月~金は会社やパート勤めして、土日に畑仕事をする。田んぼをやっている人は、仕事から帰ってきて夜中に田んぼの水を見に行ったりもするそうです。
働かない人は白い眼で見られ、話題は近隣の噂が多く、噂が伝わるのも早い。よそ者には冷たい一面もあるようです。
自然は豊かですが、不自由な面も多くあります。
それでも食べていけるだけ、世界の多くの貧しい国の庶民に比べればマシなのだと思います。
先進国でもスラム街などで、食べるため、生きるために盗みや麻薬などの犯罪に手を染める子供たちも多いですよね。本当の”貧しさ”とは、生きるために手段を選ぶ余裕はない。ブータンの難民の話も同様だと思います。
世界の中でも、日本という国はそういう”貧しさ”を経験している人が少ないのではないでしょうか。
だから「経済状態が悪くなっても脱原発を」と安易に言えるのかと。
いずれにしても、東北復興のためにも安定したエネルギー供給は欠かせませんね。
私は福田健二選手を存じ上げないのですが、「親父とは離婚していて…。お金には困ってました」の件は読んでいて胸が詰まりますね。
うちも貧乏でしたから。ていうか、今も貧乏だわ(笑)。
フリーターやらニートやらが騒がれていた数年前、当時の私もなかなか定職にあり付けず悩んでいたので、某県Y市にある『若者支援なにがしセンター』なる施設に相談へ行った際にこんな経験をしました。
ある日、女性のキャリアカウンセラー(私はこの輩をカウンセラーとは認めていませんが)に「○○さんにとって“働く意味”とは何?」と訊ねられたので、私は迷わず「生活の糧を得るためです」と答えました。
するとカウンセラーは怪訝そうな顔をしながら、「それは違う!」と絶叫し(苦笑)、続けて、「仕事を通じて社会を幸せにし、そして自分も幸せに(以下略)」、「お金のためだなんて、そういう目的意識を持たない人が“漂流フリーター”になるんです」などと言っていましたね。
私の実体験として、こういうワタミ的な思想はビジネス界よりも教育界や労働系・教育系のカウンセラーの間で信奉されているように感じますね。
今は『育て上げネット』やら『NEWVERY』やら次々と勃興した怪しげなNPOが「働く意味とは何か?」とか「やりたい事が見つからないなら、社会のために働け」なんてのたまいながら、各学校に出張授業している時代ですからね。
こういう精神論に酔いしれるオ○ニー的な連中こそ、社会に出て働いて下さいって感じですね。

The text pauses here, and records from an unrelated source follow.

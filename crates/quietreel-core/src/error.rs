//! Error types module
//!
//! All failures of the remove-audio flow are unified under [`AppError`]. Each variant
//! self-describes how it is presented over HTTP through the [`ErrorMetadata`] trait, so the
//! API layer only needs to render whatever it is handed.

use std::io;

/// Log level for error reporting
#[derive(Debug, Clone, Copy, PartialEq, Eq)]
pub enum LogLevel {
    /// Debug level - for expected errors like validation failures
    Debug,
    /// Warning level - for recoverable issues like resource limits
    Warn,
    /// Error level - for unexpected failures
    Error,
}

/// Metadata for error responses - defines how an error should be presented
pub trait ErrorMetadata {
    /// HTTP status code to return
    fn http_status_code(&self) -> u16;

    /// Machine-readable error code (e.g., "TRANSCODE_FAILED")
    fn error_code(&self) -> &'static str;

    /// Whether this error is recoverable (can be retried)
    fn is_recoverable(&self) -> bool;

    /// Client-facing message (may differ from internal error message)
    fn client_message(&self) -> String;

    /// Log level for this error
    fn log_level(&self) -> LogLevel;
}

#[derive(Debug, thiserror::Error)]
pub enum AppError {
    #[error("No video file provided")]
    NoVideoFile,

    #[error("Unsupported content type: {0}")]
    UnsupportedContentType(String),

    #[error("Upload exceeds {max_bytes} bytes")]
    PayloadTooLarge { max_bytes: u64 },

    #[error("Bad request: {0}")]
    BadRequest(String),

    #[error("Staging error: {0}")]
    Staging(String),

    #[error("Transcode failed: {0}")]
    Transcode(String),

    #[error("Transcoder unavailable: {0}")]
    TranscoderUnavailable(String),

    #[error("Internal error: {0}")]
    Internal(String),

    #[error("Internal error with source")]
    InternalWithSource {
        message: String,
        #[source]
        source: anyhow::Error,
    },
}

impl From<anyhow::Error> for AppError {
    fn from(err: anyhow::Error) -> Self {
        AppError::InternalWithSource {
            message: err.to_string(),
            source: err,
        }
    }
}

impl From<io::Error> for AppError {
    fn from(err: io::Error) -> Self {
        AppError::Staging(format!("IO error: {}", err))
    }
}

/// Static metadata for each variant: (http_status, error_code, recoverable, log_level).
fn app_error_static_metadata(err: &AppError) -> (u16, &'static str, bool, LogLevel) {
    match err {
        AppError::NoVideoFile => (400, "NO_FILE", false, LogLevel::Debug),
        AppError::UnsupportedContentType(_) => {
            (400, "INVALID_CONTENT_TYPE", false, LogLevel::Debug)
        }
        AppError::PayloadTooLarge { .. } => (413, "PAYLOAD_TOO_LARGE", false, LogLevel::Warn),
        AppError::BadRequest(_) => (400, "BAD_REQUEST", false, LogLevel::Debug),
        AppError::Staging(_) => (500, "STORAGE_ERROR", true, LogLevel::Error),
        AppError::Transcode(_) => (500, "TRANSCODE_FAILED", false, LogLevel::Error),
        AppError::TranscoderUnavailable(_) => (500, "TRANSCODER_UNAVAILABLE", true, LogLevel::Error),
        AppError::Internal(_) | AppError::InternalWithSource { .. } => {
            (500, "INTERNAL_ERROR", true, LogLevel::Error)
        }
    }
}

impl AppError {
    /// Get the error type name used in structured logs
    pub fn error_type(&self) -> &str {
        match self {
            AppError::NoVideoFile => "NoVideoFile",
            AppError::UnsupportedContentType(_) => "UnsupportedContentType",
            AppError::PayloadTooLarge { .. } => "PayloadTooLarge",
            AppError::BadRequest(_) => "BadRequest",
            AppError::Staging(_) => "Staging",
            AppError::Transcode(_) => "Transcode",
            AppError::TranscoderUnavailable(_) => "TranscoderUnavailable",
            AppError::Internal(_) | AppError::InternalWithSource { .. } => "Internal",
        }
    }

    /// Get detailed error information including error chain
    pub fn detailed_message(&self) -> String {
        use std::error::Error;

        let mut details = self.to_string();

        let mut source = self.source();
        let mut depth = 0;
        while let Some(err) = source {
            depth += 1;
            if depth > 5 {
                details.push_str("\n  ... (truncated)");
                break;
            }
            details.push_str(&format!("\n  Caused by: {}", err));
            source = err.source();
        }

        details
    }
}

/// Whole megabytes when the size is an exact multiple, otherwise bytes or one decimal.
fn format_size(bytes: u64) -> String {
    const MIB: u64 = 1024 * 1024;
    if bytes < MIB {
        format!("{} bytes", bytes)
    } else if bytes % MIB == 0 {
        format!("{} MB", bytes / MIB)
    } else {
        format!("{:.1} MB", bytes as f64 / MIB as f64)
    }
}

impl ErrorMetadata for AppError {
    fn http_status_code(&self) -> u16 {
        app_error_static_metadata(self).0
    }

    fn error_code(&self) -> &'static str {
        app_error_static_metadata(self).1
    }

    fn is_recoverable(&self) -> bool {
        app_error_static_metadata(self).2
    }

    fn log_level(&self) -> LogLevel {
        app_error_static_metadata(self).3
    }

    fn client_message(&self) -> String {
        match self {
            AppError::NoVideoFile => "No video file provided".to_string(),
            AppError::UnsupportedContentType(_) => "Only video files are allowed".to_string(),
            AppError::PayloadTooLarge { max_bytes } => format!(
                "Video file exceeds the maximum size of {}",
                format_size(*max_bytes)
            ),
            AppError::BadRequest(ref msg) => msg.clone(),
            // Transcoder detail (exit status, stderr) stays in the logs.
            AppError::Transcode(_) | AppError::TranscoderUnavailable(_) => {
                "Failed to process video".to_string()
            }
            AppError::Staging(_) | AppError::Internal(_) | AppError::InternalWithSource { .. } => {
                "Internal server error".to_string()
            }
        }
    }
}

長くなってしまいましたが、私はお金のため、生活の糧を得るために働くという考えはこれからも変えるつもりはありません。
だって、間違ってないもん(年甲斐もなくぶりっ子)。
工場の働き口があっても、都心の本社での働き口に比べれば薄給で不安定、にも関わらず自治体からズルズルと補助金を吸い上げるばっかりみたいなところもありますからね。ネガティヴな側面もあるのだと思います。ともあれ、経済的な貧しさ、余裕のなさから生活には諸々の制限がかかってくるもの、一部の満足している人にとっては十分であろうとも、別の人からすれば苦しい状況かも知れない、景気が上向けば色々なものが好転すると期待される中で、「経済状態が悪くなっても~」とは少なからず身勝手な発言に聞こえるところです。
>雑民子さん
後は就職セミナーに招かれるコンサルタントとかですね、経済誌の「お約束」と言いますか、くだらないビジネス本の受け売りみたいなことを繰り返すばかりで役に立つことは何も言えない、そのくせ自分の正しさにだけは絶対の自信を持っている、そういうタイプを目にすることも多いでしょうか。必要なのは給与/豊かさなのに、どうも道徳で上塗りされたような戯れ言が幅を利かせる日本ですが、途上国の反発を買ったのは何故かを自省して欲しいものです。